The following weekend I watched rugby at Goldenacre and via the telly the Abu Dhabi F1 Grand Prix.  I don't normally find F1 racing terribly interesting but I enjoyed this race a lot and as a knife edge finish to the season it could hardly have been bettered.  Mercedes were very grumpy but Hamilton although clearly disappointed was not at all backward in congratulating Verstappen.  If all the races were like that I might watch more often.

The pantomime at the Gaiety theatre in Ayr was streamed to the world and some of last year's Thursday Theatre group watched it.  I enjoyed it and straightway recommended to Andrew that being a resident of Ayr he attend in real life.  It turned out that he indeed planned to go with family including his young grandson but Covid cancellation scuppered the plan.

We, that is the Dunedin Wind Band, managed to hold a Christmas concert.  We had strict free from Covid entry criteria for both band and audience.  Despite my sending out around 120 emails advertising the gig the only friends who turned up were those I already knew were coming plus Steve the fireman who generally makes it.  Sarah Naish who founded the band and who was our musical director till early last year played percussion and her husband Johnny was there with his tuba.  It gave us an opportunity, denied by the pandemic at the time Sarah left, to make a little presentation and thank them both for all their work over the years.  Afterwards said friends repaired to Siobhan's for fizz and festive chat.

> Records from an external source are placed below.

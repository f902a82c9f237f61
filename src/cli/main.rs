//-
// Copyright (c) 2023, Jason Lingle
//
// This file is part of Polliwog.
//
// Polliwog is free software: you can redistribute it and/or modify it under
// the terms of the GNU General Public License as published by the Free
// Software Foundation, either version 3 of the License, or (at your option)
// any later version.
//
// Polliwog is distributed in the hope that it will be useful, but WITHOUT ANY
// WARRANTY; without even the implied warranty of MERCHANTABILITY or FITNESS
// FOR A PARTICULAR PURPOSE. See the GNU General Public License for more
// details.
//
// You should have received a copy of the GNU General Public License along with
// Polliwog. If not, see <http://www.gnu.org/licenses/>.

use std::path::PathBuf;
use std::process;

use structopt::StructOpt;

use crate::support::system_config::SystemConfig;

#[derive(StructOpt)]
#[structopt(
    name = "polliwog",
    about = "An IMAP4rev1 server engine with pluggable storage backends"
)]
enum Options {
    /// Run the IMAP server with the demo in-memory backend.
    Serve {
        /// Path to the configuration file.
        #[structopt(short, long, parse(from_os_str))]
        config: Option<PathBuf>,
    },
}

pub fn main() {
    init_logging();

    let result = match Options::from_args() {
        Options::Serve { config } => {
            load_config(config).and_then(super::serve::serve)
        },
    };

    if let Err(e) = result {
        eprintln!("polliwog: {}", e);
        process::exit(1);
    }
}

fn load_config(
    path: Option<PathBuf>,
) -> Result<SystemConfig, crate::support::error::Error> {
    let Some(path) = path else {
        return Ok(SystemConfig::default());
    };

    let raw = std::fs::read_to_string(path)?;
    toml::from_str(&raw).map_err(|e| {
        crate::support::error::Error::Io(std::io::Error::new(
            std::io::ErrorKind::InvalidData,
            e,
        ))
    })
}

fn init_logging() {
    let stderr = log4rs::append::console::ConsoleAppender::builder()
        .target(log4rs::append::console::Target::Stderr)
        .encoder(Box::new(log4rs::encode::pattern::PatternEncoder::new(
            "{d(%H:%M:%S%.3f)} [{l}][{t}] {m}{n}",
        )))
        .build();
    let log_config = log4rs::config::Config::builder()
        .appender(
            log4rs::config::Appender::builder()
                .build("stderr", Box::new(stderr)),
        )
        .build(
            log4rs::config::Root::builder()
                .appender("stderr")
                .build(log::LevelFilter::Info),
        )
        .unwrap();
    log4rs::init_config(log_config).unwrap();
}
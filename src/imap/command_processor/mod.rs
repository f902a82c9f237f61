//-
// Copyright (c) 2023, Jason Lingle
//
// This file is part of Polliwog.
//
// Polliwog is free software: you can redistribute it and/or modify it under
// the terms of the GNU General Public License as published by the Free
// Software Foundation, either version 3 of the License, or (at your option)
// any later version.
//
// Polliwog is distributed in the hope that it will be useful, but WITHOUT ANY
// WARRANTY; without even the implied warranty of MERCHANTABILITY or FITNESS
// FOR A PARTICULAR PURPOSE. See the GNU General Public License for more
// details.
//
// You should have received a copy of the GNU General Public License along with
// Polliwog. If not, see <http://www.gnu.org/licenses/>.

//! The connection state machine: receives commands in the raw AST defined
//! in the `syntax` module, validates them against the current state,
//! delegates to the backend, and emits responses in that same AST model.

#[macro_use]
mod defs;

mod auth;
mod commands;
mod fetch;
mod flags;
mod mailboxes;
mod messages;
mod search;

pub use defs::CommandProcessor;
//-
// Copyright (c) 2023, Jason Lingle
//
// This file is part of Polliwog.
//
// Polliwog is free software: you can redistribute it and/or modify it under
// the terms of the GNU General Public License as published by the Free
// Software Foundation, either version 3 of the License, or (at your option)
// any later version.
//
// Polliwog is distributed in the hope that it will be useful, but WITHOUT ANY
// WARRANTY; without even the implied warranty of MERCHANTABILITY or FITNESS
// FOR A PARTICULAR PURPOSE. See the GNU General Public License for more
// details.
//
// You should have received a copy of the GNU General Public License along with
// Polliwog. If not, see <http://www.gnu.org/licenses/>.

//! A primitive IMAP client used by the integration tests to drive a
//! server over an in-process stream.
//!
//! It is deliberately string-oriented: responses are returned as logical
//! lines (with any literals inlined) so tests can assert on the exact wire
//! text.

use std::io;

use tokio::io::{
    AsyncBufReadExt, AsyncRead, AsyncReadExt, AsyncWrite, AsyncWriteExt,
    BufReader, ReadHalf, WriteHalf,
};

pub struct Client<IO> {
    read: BufReader<ReadHalf<IO>>,
    write: WriteHalf<IO>,
}

impl<IO: AsyncRead + AsyncWrite + Unpin> Client<IO> {
    pub fn new(io: IO) -> Self {
        let (read, write) = tokio::io::split(io);
        Client {
            read: BufReader::new(read),
            write,
        }
    }

    pub async fn write_raw(&mut self, data: &[u8]) -> io::Result<()> {
        self.write.write_all(data).await?;
        self.write.flush().await?;
        Ok(())
    }

    /// Read one logical response line, following any literals it carries.
    /// The trailing CRLF is stripped; literal octets appear inline.
    pub async fn read_logical_line(&mut self) -> io::Result<String> {
        let mut logical = Vec::<u8>::new();

        loop {
            let mut line = Vec::<u8>::new();
            self.read.read_until(b'\n', &mut line).await?;
            if !line.ends_with(b"\n") {
                return Err(io::Error::new(
                    io::ErrorKind::UnexpectedEof,
                    "EOF mid-response",
                ));
            }

            match literal_length(&line) {
                Some(len) => {
                    logical.extend_from_slice(&line);
                    let mut data = vec![0u8; len];
                    self.read.read_exact(&mut data).await?;
                    logical.extend_from_slice(&data);
                },
                None => {
                    line.pop();
                    if line.ends_with(b"\r") {
                        line.pop();
                    }
                    logical.extend_from_slice(&line);
                    return Ok(String::from_utf8_lossy(&logical)
                        .into_owned());
                },
            }
        }
    }

    /// Send a command line (CRLF appended) and collect every response line
    /// through the tagged completion.
    pub async fn command(&mut self, line: &str) -> io::Result<Vec<String>> {
        let tag = line.split(' ').next().unwrap_or("").to_owned();
        self.write_raw(format!("{}\r\n", line).as_bytes()).await?;
        self.collect_responses(&tag).await
    }

    /// Collect response lines until the one tagged `tag`.
    pub async fn collect_responses(
        &mut self,
        tag: &str,
    ) -> io::Result<Vec<String>> {
        let tag_prefix = format!("{} ", tag);
        let mut responses = Vec::new();
        loop {
            let line = self.read_logical_line().await?;
            let done = line.starts_with(&tag_prefix);
            responses.push(line);
            if done {
                return Ok(responses);
            }
        }
    }
}

/// If the line (still CRLF-terminated) ends with a server literal
/// announcement, return its length.
fn literal_length(line: &[u8]) -> Option<usize> {
    let mut trimmed = line;
    if trimmed.ends_with(b"\n") {
        trimmed = &trimmed[..trimmed.len() - 1];
    }
    if trimmed.ends_with(b"\r") {
        trimmed = &trimmed[..trimmed.len() - 1];
    }
    if !trimmed.ends_with(b"}") {
        return None;
    }

    let open = trimmed.iter().rposition(|&b| b'{' == b)?;
    let digits = &trimmed[open + 1..trimmed.len() - 1];
    if digits.is_empty() || !digits.iter().all(u8::is_ascii_digit) {
        return None;
    }

    std::str::from_utf8(digits).ok()?.parse().ok()
}
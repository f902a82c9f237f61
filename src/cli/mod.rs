//-
// Copyright (c) 2023, Jason Lingle
//
// This file is part of Polliwog.
//
// Polliwog is free software: you can redistribute it and/or modify it under
// the terms of the GNU General Public License as published by the Free
// Software Foundation, either version 3 of the License, or (at your option)
// any later version.
//
// Polliwog is distributed in the hope that it will be useful, but WITHOUT ANY
// WARRANTY; without even the implied warranty of MERCHANTABILITY or FITNESS
// FOR A PARTICULAR PURPOSE. See the GNU General Public License for more
// details.
//
// You should have received a copy of the GNU General Public License along with
// Polliwog. If not, see <http://www.gnu.org/licenses/>.

pub mod main;
mod serve;
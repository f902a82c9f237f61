//-
// Copyright (c) 2023, Jason Lingle
//
// This file is part of Polliwog.
//
// Polliwog is free software: you can redistribute it and/or modify it under
// the terms of the GNU General Public License as published by the Free
// Software Foundation, either version 3 of the License, or (at your option)
// any later version.
//
// Polliwog is distributed in the hope that it will be useful, but WITHOUT ANY
// WARRANTY; without even the implied warranty of MERCHANTABILITY or FITNESS
// FOR A PARTICULAR PURPOSE. See the GNU General Public License for more
// details.
//
// You should have received a copy of the GNU General Public License along with
// Polliwog. If not, see <http://www.gnu.org/licenses/>.

use std::io;

use thiserror::Error;

#[derive(Error, Debug)]
pub enum Error {
    #[error("Invalid credentials")]
    InvalidAuth,
    #[error("Authorisation identity not permitted")]
    InvalidAuthz,
    #[error("Unsafe mailbox name")]
    UnsafeName,
    #[error("No such mailbox")]
    NxMailbox,
    #[error("Mailbox already exists")]
    MailboxExists,
    #[error("Mailbox has inferiors")]
    MailboxHasInferiors,
    #[error("Mailbox read-only")]
    MailboxReadOnly,
    #[error("Mailbox full")]
    MailboxFull,
    #[error("Operation not allowed for INBOX")]
    BadOperationOnInbox,
    #[error("Rename source and destination are the same")]
    RenameToSelf,
    #[error("Rename destination is child of self")]
    RenameIntoSelf,
    #[error("Message expunged")]
    ExpungedMessage,
    #[error("Non-existent message")]
    NxMessage,
    #[error("Unsupported/unknown flag")]
    NxFlag,
    #[error("Append rejected by backend")]
    AppendRejected,
    #[error("Unsupported search charset")]
    BadCharset,
    #[error("Connection must be closed")]
    CloseConnection,
    #[error(transparent)]
    Io(#[from] io::Error),
}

A couple of days later I went to the Queen's Hall to a SNJO concert.  The music was good and Tommy Smith was his usual entertaining self and we all got a free CD of Christmas jazz as we left.  Shame the audience was so sparse.

Then I went down to Keswick for a week of Christmas fun and games.  We did actually play a board game one evening that was rather fun.  Cranium involved, inter alia, drawing with your eyes shut and sculpting plasticine.  I visited the pencil museum for the first time and recommend it highly. 

I did some limited walking about, making my first ever visit to the far side of the lake but not venturing down past the theatre to the spot on the lake where I usually go.  We had an outing to Hebden Bridge where Ben has recently bought a house with a great view though thanks to the mist we weren't able to enjoy it.  But it looks great in photos.  We had a festive feast in a jam-packed unmasked restaurant in the town with various Blincoes.  We were 13 at table but thankfully no misadventure arose.

As soon as I got back I was eating again.  This time in the tiny Cafe Konj under Scotland's stricter rules.  To comply with the spirit of those I fitted in a lateral flow test in the brief interal between getting off the train and hitting the cafe.  Persian grub, friendly service and convivial company providing a splendid welcome home.